Milton, minha fé

Beira-rio, 19 de outubro de 2020

Milton, minha fé,

Oi, faz tanto tempo…
Eu não ando muito bem, sabe. Eu fui dormir e quando acordei eu já não sentia cheiro de nada, fui comer um pão e o pão não tinha gosto de nada. Minha cabeça doía forte, parecia que estava carregando o mundo nela e depois febre, me ardia em febre. À noite eu delirava, tinha uns sonhos intranquilos que me cansavam até mais quando desperta. E medo, muito medo de ir dormir e não saber como eu ia amanhecer. A escuridão sempre nos assusta.
Aqui onde eu moro não tem cais. Moro bem longe do mar. Um disco seu está tocando na vitrola. E uma coisa, bem aqui, pesando no meio do peito. Acho que é saudade. Saudade de um lugar onde eu nunca morei. Saudade das Minas Gerais. Está tocando: tudo o que você podia ser. Linda! Linda música. Que saudade desse lugar! Que saudade de Belo Horizonte! Que saudade de viver aí. Como pode existir a saudade de uma coisa que eu nunca vivi? Mas eu sinto. Talvez eu não saiba te explicar.
E mudou de faixa Milton. Quase me levantei para dançar com essa brisa suave da janela. E eu queria ser feliz. Eu queria estar num clube da esquina. Era assim que eu queria me olhar, com aquele olhar de fora. Num clube, numa esquina sentindo um friozinho na perna, com os meus amigos. Fazendo riso de tudo, porque rir assim na esquina é mais fácil. Ah… saudade! Saudade dos que se foram com o tempo e com a distância.
E agora, eu estou chorando. Chorando de saudade. E que bom que eu estou chorando, há tempos que eu precisava chorar. Isso é culpa do vinil! Culpa dessa agulha e desse chiadinho que antecede a canção! Saudade! Saudade! Quero falar: sauuuu-daaaaaa-deeeeeee!!! Quero chorar: saudades.
Estamos todos numa grande travessia. Todos nós. Uma travessia de fé. E aquela estranha mania de ter fé na vida que só é para gente, gente, gente. Tem café servido na mesa de peroba, ela é mais antiga que a casa.
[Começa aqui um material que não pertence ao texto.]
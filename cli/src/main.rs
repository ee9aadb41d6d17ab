//! mintgate tooling — entry point for drop operators and signers.
//!
//! `validate` checks a drop descriptor and prints its summary; `keygen`,
//! `sign-sale`, and `sign-claim` cover the off-chain signer service's key
//! handling: they produce exactly the assertion signatures the controller
//! verifies.

use anyhow::{anyhow, Context, Result};
use clap::Parser;
use mintgate_controller::{claim_message, sale_message, DropConfig, PhaseId, RoleId};
use mintgate_crypto::{generate_keypair, keypair_from_seed, sign_message};
use mintgate_types::{Address, PrivateKey};
use std::path::PathBuf;

#[derive(Parser)]
#[command(name = "mintgate", about = "mintgate drop tooling")]
struct Cli {
    /// Log level: "trace", "debug", "info", "warn", "error".
    #[arg(long, default_value = "info", env = "MINTGATE_LOG_LEVEL")]
    log_level: String,

    #[command(subcommand)]
    command: Command,
}

#[derive(clap::Subcommand)]
enum Command {
    /// Parse a drop descriptor, build the controller, and print a summary.
    Validate {
        /// Path to the TOML drop descriptor.
        #[arg(long, env = "MINTGATE_CONFIG")]
        config: PathBuf,
    },
    /// Generate an Ed25519 key pair (random, or deterministic from a seed).
    Keygen {
        /// 32-byte seed in hex for deterministic derivation.
        #[arg(long)]
        seed_hex: Option<String>,
    },
    /// Sign a priced-phase eligibility assertion for a participant.
    SignSale {
        /// Collection name (as in the drop descriptor).
        #[arg(long)]
        name: String,
        #[arg(long)]
        phase: String,
        /// Participant address (mg_… hex).
        #[arg(long)]
        participant: String,
        /// Signer private key in hex.
        #[arg(long, env = "MINTGATE_SIGNER_KEY")]
        key_hex: String,
    },
    /// Sign a free-claim assertion bound to a quantity and nonce.
    SignClaim {
        #[arg(long)]
        name: String,
        #[arg(long)]
        participant: String,
        #[arg(long)]
        quantity: u64,
        #[arg(long)]
        nonce: u64,
        #[arg(long, env = "MINTGATE_SIGNER_KEY")]
        key_hex: String,
    },
}

fn parse_private_key(key_hex: &str) -> Result<PrivateKey> {
    let bytes = hex::decode(key_hex).context("private key must be hex")?;
    let arr: [u8; 32] = bytes
        .try_into()
        .map_err(|_| anyhow!("private key must be 32 bytes"))?;
    Ok(PrivateKey(arr))
}

fn parse_participant(raw: &str) -> Result<Address> {
    Address::from_hex(raw).ok_or_else(|| anyhow!("invalid participant address `{raw}`"))
}

/// Same derivation the controller applies when built from a descriptor.
fn collection_id_for(name: &str) -> [u8; 32] {
    mintgate_crypto::blake2b_256_multi(&[b"mintgate.collection.v1", name.as_bytes()])
}

fn validate(path: &PathBuf) -> Result<()> {
    tracing::debug!(path = %path.display(), "loading drop descriptor");
    let config = DropConfig::load(path)?;
    let name = config.name.clone();
    let signers = config.signers.len();
    let free_signers = config.free_signers.len();
    let controller = config.build()?;
    println!("drop `{name}` is valid");
    println!("  owner:        {}", controller.owner());
    println!("  max supply:   {}", controller.max_supply());
    println!("  base URI:     {}", controller.base_uri());
    println!("  signers:      {signers} sale / {free_signers} claim");
    for (id, phase) in &controller.state().phases {
        println!(
            "  phase {:<12} start {:<12} price {:<24} {}/tx, {} tx/participant ({:?})",
            id.to_string(),
            phase.start_time.to_string(),
            phase.price_per_unit.to_string(),
            phase.max_per_tx,
            phase.max_tx_per_participant,
            phase.gate,
        );
    }
    let airdroppers = controller.state().roles.members(RoleId::Airdrop).len();
    if controller.state().delegated_airdrop {
        println!("  airdrop:      delegated to {airdroppers} holder(s)");
    } else {
        println!("  airdrop:      owner only");
    }
    Ok(())
}

fn keygen(seed_hex: Option<&str>) -> Result<()> {
    let pair = match seed_hex {
        Some(raw) => {
            let bytes = hex::decode(raw).context("seed must be hex")?;
            let seed: [u8; 32] = bytes
                .try_into()
                .map_err(|_| anyhow!("seed must be 32 bytes"))?;
            keypair_from_seed(&seed)
        }
        None => generate_keypair(),
    };
    println!("private: {}", hex::encode(pair.private.0));
    println!("public:  {}", hex::encode(pair.public.0));
    println!("address: {}", Address::from_public_key(&pair.public));
    Ok(())
}

fn main() -> Result<()> {
    let cli = Cli::parse();
    mintgate_utils::init_tracing_with_level(&cli.log_level);

    match cli.command {
        Command::Validate { config } => validate(&config)?,
        Command::Keygen { seed_hex } => keygen(seed_hex.as_deref())?,
        Command::SignSale {
            name,
            phase,
            participant,
            key_hex,
        } => {
            let key = parse_private_key(&key_hex)?;
            let participant = parse_participant(&participant)?;
            let message =
                sale_message(&collection_id_for(&name), &PhaseId::new(phase), &participant);
            let signature = sign_message(&message, &key);
            println!("{}", hex::encode(signature.0));
        }
        Command::SignClaim {
            name,
            participant,
            quantity,
            nonce,
            key_hex,
        } => {
            let key = parse_private_key(&key_hex)?;
            let participant = parse_participant(&participant)?;
            let message =
                claim_message(&collection_id_for(&name), &participant, quantity, nonce);
            let signature = sign_message(&message, &key);
            println!("{}", hex::encode(signature.0));
        }
    }
    Ok(())
}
E lá se vem Minas no meu peito, com esse cheiro de café torrado. Minas alma do café. Minas do sertão e das veredas. Minas de gente, gente, gente. Milton! Milton! Você sabe mesmo… Você sabe de tudo. Não faz mal. E eu? Eu te deixo guardado, lá em cima, entre os vinis dentre tantas bossas. Lá está você. Também tem Gil e Gal. Pode parecer esquecido. Mas não, não o é. Eu só estou evitando essa dor de te ouvir e ter saudade do que ainda não vivi. Olha só! Tô chorando de novo:

“água-lágrima-salina”

E você é tão belo. É tão divino. A sua voz me liberta, me alivia desse ano tão pesado. Eu preciso chorar. Chorar é preciso. Preciso. Preciso. Estamos em outubro, ainda estamos no meio da travessia. É meio porque do início já passamos em março e o jornal não me deixa esquecer. É notório que eles fazem a contagem dos mortos e infectados todos os dias. E foram tantos, tantos, meu amigo. E de novo sua voz “É preciso ter raça. É preciso ter gana sempre!”
E assim vou me entregando a você, vou me rendendo, me deixando levar e esquecendo o medo. Vou abrindo meu peito. Sonhando, desesperanças e esperanças. Nada a fazer se não esquecer o medo, não é mesmo! Sim! Todo o dia é de viver.
Já vou me despedir, Milton. Até logo.

Assino com amor,

Maria.

Texto por Giuda Sousa

 

 

Biografia da autora:
Eu sou Maria Giudelandia de Sousa. Difícil de me definir. Não gosto de limites, todos me conhecem por Giuda, tenho um sorriso fácil, sou de viajar, gosto dos encontros, gosto de gente, de cerveja e eu amo o mar. Sou muitas dentro de mim, agora: eu sou 36 anos de vida, 11 anos de enfermeira (e alguns meses de 2020 fui enfermeira da UTI Covid a famosa linha de frente). Faço capoeira angola e yoga. Nascida no Piauí em Picos, mas crescida nas terras vermelhas de Ipiranga do Piauí. A poesia está nos meus olhos desde a primeira vez que olhei para o céu (quando criança) e me perguntei: de onde vem a chuva?